Shortly after leaving the Old Vic in 1926, Evans appeared as Rebecca West in Rosmersholm, her sole attempt as an Ibsen heroine. She returned to Restoration comedy in the role of Mrs. Sullen in The Beaux' Stratagem (1927 and 1930). In between, she teamed with Leon M. Lion as co-manager of Wyndham's Theater. Here, she appeared as Maitre Bolbec in The Lady and the Law and then successfully revived The Way of the World followed by the poor and poorly received The Old Bachelor (1931). This last play was not Evans' sole failure, however, for, like any actress, her career was by no means an unbroken string of triumphs. She was not well received in the role of Viola in Twelfth Night (1932), which some critics held that she played as if it were a Restoration part, nor as the heroine in The Taming of the Shrew (1937).

Unlike Peggy Ashcroft, whose rare appearances in New York led to her being almost un-known in America until the end of her career, Evans was no stranger to Broadway audiences. Highly regarded by American critics, even when her plays were not commercially successful, her appearance on the New York stage was always considered one of the high points of the season. Her first emergence there was as Florence Nightingale in The Lady with the Lamp by Reginald Berkeley, at the Maxine Elliott Theater (1931), and then in Evensong (1933) in both of which she was warmly applauded by the critics though neither play did well. True success in New York came to Evans only when she played Juliet's Nurse, which came as a result of her having come into the orbit of John Gielgud in 1932. A gifted actor, Gielgud was also a gifted director, and under his guidance, Evans had returned to the role of the Nurse in his production of Romeo and Juliet at the Oxford University Dramatic Society, with Peggy Ashcroft as Juliet. There, Evans gave what was considered by the critics to have been a virtually definitive performance. In 1934, she repeated the role in New York in the Katharine Cornell production of Romeo and Juliet, with Basil Rathbone as Romeo and Brian Aherne as Mercutio.

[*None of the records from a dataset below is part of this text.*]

// src/application/usecase/wallet_usecase.rs
// Wallet use cases: one wallet per user, deposits, withdrawals and
// administrative adjustments. Payments and refunds are reachable only
// through the booking orchestration, which owns the cross-aggregate flow.

use std::sync::Arc;

use async_trait::async_trait;
use uuid::Uuid;

use crate::application::dto::{
    ApplicationResult, Page, Pagination, WalletTransactionView, WalletView,
};
use crate::application::service::EventDispatcher;
use crate::domain::errors::DomainError;
use crate::domain::event::WalletEvent;
use crate::domain::money::Money;
use crate::domain::repository::{WalletRepository, WalletTransactionRepository};
use crate::domain::wallet::{AdjustmentDirection, Wallet};

/// Wallet operations use case
#[async_trait]
pub trait WalletOperationsUseCase {
    async fn create_wallet(&self, user_id: &str, currency: &str) -> ApplicationResult<WalletView>;
    async fn deposit(
        &self,
        user_id: &str,
        amount: Money,
        description: &str,
    ) -> ApplicationResult<WalletTransactionView>;
    async fn withdraw(
        &self,
        user_id: &str,
        amount: Money,
        description: &str,
    ) -> ApplicationResult<WalletTransactionView>;
    async fn adjust(
        &self,
        user_id: &str,
        amount: Money,
        direction: AdjustmentDirection,
        admin_id: &str,
        reason: &str,
    ) -> ApplicationResult<WalletTransactionView>;
    async fn get_wallet(&self, user_id: &str) -> ApplicationResult<WalletView>;
    async fn list_transactions(
        &self,
        user_id: &str,
        pagination: Pagination,
    ) -> ApplicationResult<Page<WalletTransactionView>>;
}

pub struct WalletManager {
    wallets: Arc<dyn WalletRepository + Send + Sync>,
    transactions: Arc<dyn WalletTransactionRepository + Send + Sync>,
    dispatcher: Arc<dyn EventDispatcher + Send + Sync>,
}

impl WalletManager {
    pub fn new(
        wallets: Arc<dyn WalletRepository + Send + Sync>,
        transactions: Arc<dyn WalletTransactionRepository + Send + Sync>,
        dispatcher: Arc<dyn EventDispatcher + Send + Sync>,
    ) -> Self {
        Self {
            wallets,
            transactions,
            dispatcher,
        }
    }

    async fn load_wallet(&self, user_id: &str) -> ApplicationResult<Wallet> {
        self.wallets
            .find_by_user_id(user_id)
            .await?
            .ok_or_else(|| {
                DomainError::NotFound(format!("Wallet for user {} not found", user_id)).into()
            })
    }

    async fn persist(
        &self,
        wallet: &Wallet,
        tx: &crate::domain::wallet::WalletTransaction,
        credited: bool,
    ) -> ApplicationResult<WalletTransactionView> {
        self.wallets.save(wallet).await?;
        self.transactions.save(tx).await?;
        self.dispatcher
            .dispatch(WalletEvent::from_transaction(tx, credited).into())
            .await;
        Ok(WalletTransactionView::from(tx))
    }
}

#[async_trait]
impl WalletOperationsUseCase for WalletManager {
    async fn create_wallet(&self, user_id: &str, currency: &str) -> ApplicationResult<WalletView> {
        if self.wallets.exists(user_id).await? {
            return Err(DomainError::Conflict(format!(
                "Wallet already exists for user {}",
                user_id
            ))
            .into());
        }
        let wallet = Wallet::create(&Uuid::new_v4().to_string(), user_id, currency)?;
        self.wallets.save(&wallet).await?;
        log::info!("Created wallet {} for user {}", wallet.id(), user_id);
        self.dispatcher
            .dispatch(
                WalletEvent::Created {
                    wallet_id: wallet.id().to_string(),
                    user_id: user_id.to_string(),
                }
                .into(),
            )
            .await;
        Ok(WalletView::from(&wallet))
    }

    async fn deposit(
        &self,
        user_id: &str,
        amount: Money,
        description: &str,
    ) -> ApplicationResult<WalletTransactionView> {
        let mut wallet = self.load_wallet(user_id).await?;
        let tx = wallet.deposit(amount, description)?;
        log::info!(
            "Deposited {} into wallet {}, balance {}",
            tx.amount(),
            wallet.id(),
            wallet.balance()
        );
        self.persist(&wallet, &tx, true).await
    }

    async fn withdraw(
        &self,
        user_id: &str,
        amount: Money,
        description: &str,
    ) -> ApplicationResult<WalletTransactionView> {
        let mut wallet = self.load_wallet(user_id).await?;
        let tx = wallet.withdraw(amount, description)?;
        log::info!(
            "Withdrew {} from wallet {}, balance {}",
            tx.amount(),
            wallet.id(),
            wallet.balance()
        );
        self.persist(&wallet, &tx, false).await
    }

    async fn adjust(
        &self,
        user_id: &str,
        amount: Money,
        direction: AdjustmentDirection,
        admin_id: &str,
        reason: &str,
    ) -> ApplicationResult<WalletTransactionView> {
        let mut wallet = self.load_wallet(user_id).await?;
        let description = format!("{} [by admin {}]", reason, admin_id);
        let tx = wallet.adjust(amount, direction, &description)?;
        log::info!(
            "Admin {} adjusted wallet {}: {}",
            admin_id,
            wallet.id(),
            tx.description()
        );
        self.persist(&wallet, &tx, direction == AdjustmentDirection::Credit)
            .await
    }

    async fn get_wallet(&self, user_id: &str) -> ApplicationResult<WalletView> {
        let wallet = self.load_wallet(user_id).await?;
        Ok(WalletView::from(&wallet))
    }

    async fn list_transactions(
        &self,
        user_id: &str,
        pagination: Pagination,
    ) -> ApplicationResult<Page<WalletTransactionView>> {
        let wallet = self.load_wallet(user_id).await?;
        let items = self
            .transactions
            .find_by_wallet_id(wallet.id(), pagination)
            .await?;
        let total = self.transactions.count_by_wallet_id(wallet.id()).await?;
        Ok(Page {
            items: items.iter().map(WalletTransactionView::from).collect(),
            total,
            page: pagination.page,
            limit: pagination.limit,
        })
    }
}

[Edith Evans] can bring tears to your eyes by the sheer splendour of her voice…; the beauty of each vowel just hangs in the air, lingering a moment…, assuming a crystalline shape in the mind and then melting away.

—Kenneth Tynan

Once more under the direction of Gielgud, Evans appeared in The Old Ladies (1935), a macabre melodrama in which she was required to play a malevolent old woman. It was under Gielgud's direction that Evans reached new heights in her career, performing for the first time in a Chekhov play as Irina in The Seagull with Gielgud in the role of Trigorin and Ashcroft as Nina, and then in the Gielgud revival of Oscar Wilde's most famous comedy, The Importance of Being Earnest. While enthusiastically received in the Russian play, her success as Chekhov's Irina was completely overshadowed by her triumph as Wilde's Lady Bracknell, one of the great comic performances on the English stage. So well did she interpret this otherwise totally unrealistic caricature, that, thereafter, the role was considered to be virtually her personal property, and thankfully it was later preserved on film. In the scene where the hero confesses to Lady Bracknell that he has no idea who his real parents are as he was found in a handbag abandoned in a railway station, the aristocratic dowager utters the horrified cry "In… a… HAND… bag!," which in the mouth of Edith Evans became one of the classic lines in English comedy.

As she grew older, Evans returned to some of the comedies in which she had appeared in her youth, not hesitating to take the part of the older character in plays in which she had once triumphed in the younger role. Thus, to her successes as Lady Utterword in Heartbreak House, and as Millamant in The Way of the World, she added the role of Hesione Hushaby in the former (on tour during World War II), and that of Lady Wishfort in the latter (1948). Like many other British theatrical stars, Evans spent most of the war years entertaining the troops (going to Gibraltar, for example, with a company that included Gielgud and Beatrice Lillie ), so much so that, after the war was over, she was awarded the coveted title of Dame Commander of the Order of the British Empire, an honor only rarely accorded to a theatrical personage before that time.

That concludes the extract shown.